:: TASK REQUIREMENTS ::
Only the lines from the top of the data through the one with "use reqwest::StatusCode;" are to be written out, each exactly as it stands.

(Data entries)
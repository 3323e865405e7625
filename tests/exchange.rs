use authcode_test::{
    auth::{AuthCodeClient, AuthCodeConfig, ExchangeError, Grant, ProbeError, Session},
    deps::oauth2::{AccessToken, AuthorizationCode, RefreshToken},
};
use reqwest::StatusCode;
use serde_json::json;
use wiremock::{
    matchers::{basic_auth, bearer_token, method, path},
    Mock, MockServer, ResponseTemplate,
};

const REDIRECT: &str = "http://localhost:8765/callback";

fn client(root: &str) -> AuthCodeClient {
    let config = AuthCodeConfig::new("client", "secret", REDIRECT, root).unwrap();
    AuthCodeClient::new(config, "openid").unwrap()
}

fn sent_form(request: &wiremock::Request) -> Vec<(String, String)> {
    url::form_urlencoded::parse(&request.body)
        .into_owned()
        .collect()
}

fn pairs(expected: &[(&str, &str)]) -> Vec<(String, String)> {
    expected
        .iter()
        .map(|(k, v)| (k.to_string(), v.to_string()))
        .collect()
}

fn tokens_session() -> Session {
    Session::from_tokens(
        AccessToken::new("at-1".into()),
        Some(RefreshToken::new("rt-1".into())),
    )
}

#[tokio::test]
async fn code_exchange_posts_exact_form_with_basic_auth() {
    let server = MockServer::start().await;
    Mock::given(method("POST"))
        .and(path("/token"))
        .and(basic_auth("client", "secret"))
        .respond_with(ResponseTemplate::new(200).set_body_json(json!({
            "access_token": "at-1",
            "refresh_token": "rt-1",
            "expires_in": 3600,
            "id_token": "header.claims.sig",
            "token_type": "Bearer"
        })))
        .expect(1)
        .mount(&server)
        .await;

    let client = client(&server.uri());
    let mut session = Session::new(AuthorizationCode::new("the-code".into()));
    client
        .exchange(&mut session, Grant::AuthorizationCode)
        .await
        .unwrap();

    let requests = server.received_requests().await.unwrap();
    assert_eq!(requests.len(), 1);
    assert_eq!(
        requests[0].headers.get("content-type").unwrap(),
        "application/x-www-form-urlencoded"
    );
    assert_eq!(
        sent_form(&requests[0]),
        pairs(&[
            ("grant_type", "authorization_code"),
            ("code", "the-code"),
            ("redirect_uri", REDIRECT),
            ("scope", "openid"),
        ])
    );

    assert!(session.auth_code().is_none());
    assert_eq!(session.access_token().unwrap().secret(), "at-1");
    assert_eq!(session.refresh_token().unwrap().secret(), "rt-1");
    assert_eq!(session.expires_in().unwrap().as_secs(), 3600);
    assert_eq!(session.id_token(), Some("header.claims.sig"));
}

#[tokio::test]
async fn refresh_exchange_replaces_tokens() {
    let server = MockServer::start().await;
    Mock::given(method("POST"))
        .and(path("/token"))
        .and(basic_auth("client", "secret"))
        .respond_with(ResponseTemplate::new(200).set_body_json(json!({
            "access_token": "at-2",
            "refresh_token": "rt-2",
            "expires_in": 60
        })))
        .expect(1)
        .mount(&server)
        .await;

    let client = client(&server.uri());
    let mut session = tokens_session();
    client
        .exchange_named(&mut session, "refresh")
        .await
        .unwrap();

    let requests = server.received_requests().await.unwrap();
    assert_eq!(
        sent_form(&requests[0]),
        pairs(&[
            ("grant_type", "refresh_token"),
            ("refresh_token", "rt-1"),
            ("scope", "openid"),
        ])
    );

    assert_eq!(session.access_token().unwrap().secret(), "at-2");
    assert_eq!(session.refresh_token().unwrap().secret(), "rt-2");
    assert_eq!(session.expires_in().unwrap().as_secs(), 60);
}

#[tokio::test]
async fn rejected_exchange_leaves_session_untouched() {
    let server = MockServer::start().await;
    Mock::given(method("POST"))
        .and(path("/token"))
        .respond_with(ResponseTemplate::new(400).set_body_json(json!({
            "error": "invalid_grant",
            "error_description": "refresh token expired"
        })))
        .mount(&server)
        .await;

    let client = client(&server.uri());
    let mut session = tokens_session();
    let err = client
        .exchange(&mut session, Grant::RefreshToken)
        .await
        .unwrap_err();

    match err {
        ExchangeError::TokenExchangeFailed { status, body } => {
            assert_eq!(status, StatusCode::BAD_REQUEST);
            assert!(body.contains("invalid_grant"));
        }
        other => panic!("unexpected error: {other}"),
    }
    assert_eq!(session.access_token().unwrap().secret(), "at-1");
    assert_eq!(session.refresh_token().unwrap().secret(), "rt-1");
}

#[tokio::test]
async fn malformed_token_body_leaves_session_untouched() {
    let server = MockServer::start().await;
    Mock::given(method("POST"))
        .and(path("/token"))
        .respond_with(ResponseTemplate::new(200).set_body_string("<html>login</html>"))
        .mount(&server)
        .await;

    let client = client(&server.uri());
    let mut session = tokens_session();
    let err = client
        .exchange(&mut session, Grant::RefreshToken)
        .await
        .unwrap_err();

    assert!(matches!(err, ExchangeError::Parse(_)));
    assert_eq!(session.access_token().unwrap().secret(), "at-1");
}

#[tokio::test]
async fn invalid_grant_sends_nothing() {
    let server = MockServer::start().await;
    let client = client(&server.uri());
    let mut session = tokens_session();

    let err = client
        .exchange_named(&mut session, "password")
        .await
        .unwrap_err();

    assert!(matches!(err, ExchangeError::InvalidGrantMethod(_)));
    assert!(server.received_requests().await.unwrap().is_empty());
}

#[tokio::test]
async fn unreachable_token_endpoint_is_a_transport_error() {
    // Nothing listens on the discard port.
    let client = client("http://127.0.0.1:9");
    let mut session = tokens_session();

    let err = client
        .exchange(&mut session, Grant::RefreshToken)
        .await
        .unwrap_err();
    assert!(matches!(err, ExchangeError::Transport(_)));

    let err = client.probe(&session).await.unwrap_err();
    assert!(matches!(err, ProbeError::Transport(_)));
}

async fn probe_with_status(status: u16) -> bool {
    let server = MockServer::start().await;
    Mock::given(method("GET"))
        .and(path("/echo/v2/ping"))
        .and(bearer_token("at-1"))
        .respond_with(ResponseTemplate::new(status).set_body_string("pong"))
        .expect(1)
        .mount(&server)
        .await;

    client(&server.uri())
        .probe(&tokens_session())
        .await
        .unwrap()
}

#[tokio::test]
async fn probe_is_true_only_for_200() {
    assert!(probe_with_status(200).await);
    assert!(!probe_with_status(201).await);
    assert!(!probe_with_status(401).await);
    assert!(!probe_with_status(403).await);
    assert!(!probe_with_status(500).await);
}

:: RESULT FOR THIS EXERCISE ::
repository 3323e865405e7625
filename tests/exchange.rs
use authcode_test::{
    auth::{AuthCodeClient, AuthCodeConfig, ExchangeError, Grant, ProbeError, Session},
    deps::oauth2::{AccessToken, AuthorizationCode, RefreshToken},
};
use reqwest::StatusCode;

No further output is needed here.